ソファに戻されても、翔ちゃんは離れなかった。
「翔…ちゃん…?」
恐る恐る問いかける。
「じっとしとけって言ってるだろ。」
いつもより、翔ちゃんから男らしさを感じる。
「……」
何も言えず、沈黙が続いた。
いつもなら、ぽんぽん言い返すのに。
「…きだ」
「え?」
「だから、好きだっつーの。」
抱きしめられたまま、耳元で囁かれた。

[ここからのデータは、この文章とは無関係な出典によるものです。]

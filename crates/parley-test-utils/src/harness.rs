// SPDX-FileCopyrightText: 2026 Parley Contributors
// SPDX-License-Identifier: MIT OR Apache-2.0

//! Test harness for end-to-end integration testing.
//!
//! `TestHarness` assembles the metering pipeline over mock adapters and a
//! temp SQLite database, and provides helpers that drive inbound events
//! through it.

use std::sync::Arc;
use std::sync::atomic::{AtomicU64, Ordering};

use chrono::Utc;
use parley_agent::{MeteringPipeline, TurnState};
use parley_config::model::{ParleyConfig, StorageConfig};
use parley_core::types::{
    ButtonAction, ChatId, ChatKind, InboundContent, InboundMessage, PaymentReceipt, Sender, Turn,
    UserAccount, UserId, UserProfile, UserUpdate,
};
use parley_core::{ChannelAdapter, MessageId, ParleyError, ProviderAdapter, StorageAdapter};
use parley_storage::SqliteStorage;

use crate::mock_channel::MockChannel;
use crate::mock_provider::MockProvider;
use crate::mock_rates::MockRateSource;

/// Builder for creating test environments with configurable options.
pub struct TestHarnessBuilder {
    responses: Vec<String>,
    config: ParleyConfig,
    channel: Option<MockChannel>,
    rates: Option<MockRateSource>,
}

impl TestHarnessBuilder {
    fn new() -> Self {
        let mut config = ParleyConfig::default();
        config.dialog.streaming = false;
        config.dialog.stream_edit_pause_ms = 0;
        Self {
            responses: Vec::new(),
            config,
            channel: None,
            rates: None,
        }
    }

    /// Set mock provider responses.
    pub fn with_mock_responses(mut self, responses: Vec<String>) -> Self {
        self.responses = responses;
        self
    }

    /// Adjust the configuration before the pipeline is built.
    pub fn with_config(mut self, configure: impl FnOnce(&mut ParleyConfig)) -> Self {
        configure(&mut self.config);
        self
    }

    /// Enable incremental delivery.
    pub fn streaming(mut self, streaming: bool) -> Self {
        self.config.dialog.streaming = streaming;
        self
    }

    pub fn with_channel(mut self, channel: MockChannel) -> Self {
        self.channel = Some(channel);
        self
    }

    pub fn with_rate_source(mut self, rates: MockRateSource) -> Self {
        self.rates = Some(rates);
        self
    }

    /// Build the test harness, creating all required subsystems.
    pub async fn build(self) -> Result<TestHarness, ParleyError> {
        let temp_dir =
            tempfile::TempDir::new().map_err(|e| ParleyError::Storage { source: e.into() })?;
        let db_path = temp_dir.path().join("test.db");

        let mut config = self.config;
        config.storage = StorageConfig {
            database_path: db_path.to_string_lossy().to_string(),
            wal_mode: true,
        };
        let config = Arc::new(config);

        let storage = Arc::new(SqliteStorage::new(config.storage.clone()));
        storage.initialize().await?;

        let provider = Arc::new(match self.responses.is_empty() {
            true => MockProvider::new(),
            false => MockProvider::with_responses(self.responses),
        });
        let channel = Arc::new(self.channel.unwrap_or_default());
        let rates = Arc::new(self.rates.unwrap_or_else(|| MockRateSource::new(90.0)));

        let pipeline = Arc::new(MeteringPipeline::new(
            config.clone(),
            storage.clone() as Arc<dyn StorageAdapter>,
            channel.clone() as Arc<dyn ChannelAdapter>,
            provider.clone() as Arc<dyn ProviderAdapter>,
            rates.clone(),
        ));

        Ok(TestHarness {
            pipeline,
            mock_provider: provider,
            mock_channel: channel,
            mock_rates: rates,
            storage,
            config,
            next_message: AtomicU64::new(1),
            _temp_dir: temp_dir,
        })
    }
}

/// A complete test environment with mock adapters and temp storage.
pub struct TestHarness {
    /// The pipeline under test.
    pub pipeline: Arc<MeteringPipeline>,
    pub mock_provider: Arc<MockProvider>,
    pub mock_channel: Arc<MockChannel>,
    pub mock_rates: Arc<MockRateSource>,
    /// SQLite storage adapter (temp DB, cleaned up on drop).
    pub storage: Arc<SqliteStorage>,
    pub config: Arc<ParleyConfig>,
    next_message: AtomicU64,
    /// Temp directory kept alive for cleanup on drop.
    _temp_dir: tempfile::TempDir,
}

impl TestHarness {
    /// Create a new builder for configuring the test harness.
    pub fn builder() -> TestHarnessBuilder {
        TestHarnessBuilder::new()
    }

    /// An inbound event from `user` in their private chat.
    pub fn inbound(&self, user: i64, content: InboundContent) -> InboundMessage {
        let id = self.next_message.fetch_add(1, Ordering::SeqCst);
        InboundMessage {
            id: MessageId(format!("in-{id}")),
            chat_id: ChatId(user),
            chat_kind: ChatKind::Private,
            sender: Sender {
                id: UserId(user),
                profile: UserProfile {
                    first_name: Some(format!("User{user}")),
                    last_name: None,
                    username: Some(format!("user{user}")),
                },
            },
            content,
            timestamp: Utc::now(),
        }
    }

    /// Routes `text` from `user` through the full pipeline, commands included.
    pub async fn send_message(&self, user: i64, text: &str) {
        let msg = self.inbound(user, InboundContent::Text(text.to_string()));
        self.pipeline.handle(msg).await;
    }

    /// Runs one chat turn directly and returns where it ended.
    pub async fn chat(&self, user: i64, text: &str) -> Result<TurnState, ParleyError> {
        let msg = self.inbound(user, InboundContent::Text(text.to_string()));
        self.pipeline.chat_turn(&msg, text).await
    }

    pub async fn press(&self, user: i64, action: ButtonAction) {
        let msg = self.inbound(
            user,
            InboundContent::Button {
                action,
                message_id: None,
            },
        );
        self.pipeline.handle(msg).await;
    }

    pub async fn send_voice(&self, user: i64, duration_secs: u32) {
        let msg = self.inbound(
            user,
            InboundContent::Voice {
                data: vec![0u8; 16],
                duration_secs,
            },
        );
        self.pipeline.handle(msg).await;
    }

    pub async fn pay(&self, user: i64, payload: &str) {
        let receipt = PaymentReceipt {
            payload: payload.to_string(),
            currency: self.config.billing.package.currency.clone(),
            total_amount: self.config.billing.package.price_minor,
            charge_id: format!("charge-{user}"),
        };
        let msg = self.inbound(user, InboundContent::PaymentSucceeded(receipt));
        self.pipeline.handle(msg).await;
    }

    /// Registers `user` and sets their balance.
    pub async fn seed_user(&self, user: i64, balance: i64) -> Result<UserAccount, ParleyError> {
        let msg = self.inbound(user, InboundContent::Text(String::new()));
        let account = self.pipeline.admit(&msg.sender).await?;
        self.storage.set_balance(account.id(), balance).await?;
        self.account(user).await
    }

    /// Moves the user's last activity `secs` into the past.
    pub async fn age_activity(&self, user: i64, secs: i64) -> Result<(), ParleyError> {
        let at = Utc::now() - chrono::Duration::seconds(secs);
        self.storage
            .update_user(UserId(user), UserUpdate::LastActivity(at))
            .await
    }

    pub async fn account(&self, user: i64) -> Result<UserAccount, ParleyError> {
        self.storage
            .get_user(UserId(user))
            .await?
            .ok_or(ParleyError::UserNotFound { user })
    }

    /// Turns of the user's active dialog.
    pub async fn turns(&self, user: i64) -> Result<Vec<Turn>, ParleyError> {
        let account = self.account(user).await?;
        self.pipeline.dialogs().get_turns(&account).await
    }
}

普段聞かない、真剣な声。
突然の言葉に、さらに鼓動が速くなる。
「翔…ちゃん…」
「いつも、バカ言ってふざけたりしてるけど…。ずっと、好きだった。俺、素直じゃねーから、お前の顔見ると天邪鬼なことしか言えなくて」
「好き…」
「えっ…」
「私も翔ちゃんのこと、好き。すごく、大好き。」
「なっ…///」
「実はこのネイルのカラーも、翔ちゃんのイメージカラーを意識して選んだの。」
翔ちゃんが私の肩口に顔を埋める。
「ほんと、お前には敵わねーよ。」
「翔ちゃん、顔見たい」
「今はダメだ。すっげー情けない顔してる。」
「いいじゃん。見たい」
すると翔ちゃんは、抱きしめる腕を少し緩めてくれた。
後ろをゆっくりと振り返る。
その時、急に引き寄せられて、唇に柔らかいものが触れた。
それは、翔ちゃんの唇で。
ゆっくりと離れて、今度は正面から抱きしめられる。
少し見えた翔ちゃんの顔は、赤くて。
「翔ちゃん、顔真っ赤だった。」
「…言うな。お前も耳真っ赤だ。」
「翔ちゃん、震えてる…?」
抱きしめている翔ちゃんの体は、少し震えていた。
「…なんか、すげー緊張してる」
普段の威勢の良さからはかけ離れた翔ちゃんの姿に、少しときめきを感じる。
気持ちが、溢れる。
「そういえば、貸し1使っちゃった。」
「バーカ。ネイルなんていつでもしてやるよ。」
翔ちゃんの優しさがこもった声。すごく好き。
「しかも、今日から俺はお前の彼氏なんだから、俺にできることならなんでも叶えてやるよ。何かあったら、すぐ駆けつけるし。」
私の頭を撫でながら、少し体を離して翔ちゃんが微笑む。
やっと顔が見れたけど、やっぱり赤い。
翔ちゃんの透き通った目に映る私も、赤いけど。
「じゃあ、女装してって言ったらしてくれる?」
「やるかよバカ」
「えー、なんでもしてくれるって言ったじゃーん」
「お前の前でだけは、カッコつけさせてくれよ。」
そういうと再び、翔ちゃんはキスを落とした。
今日の翔ちゃんはなんだか、すごく男らしいです。女装の時とは違って。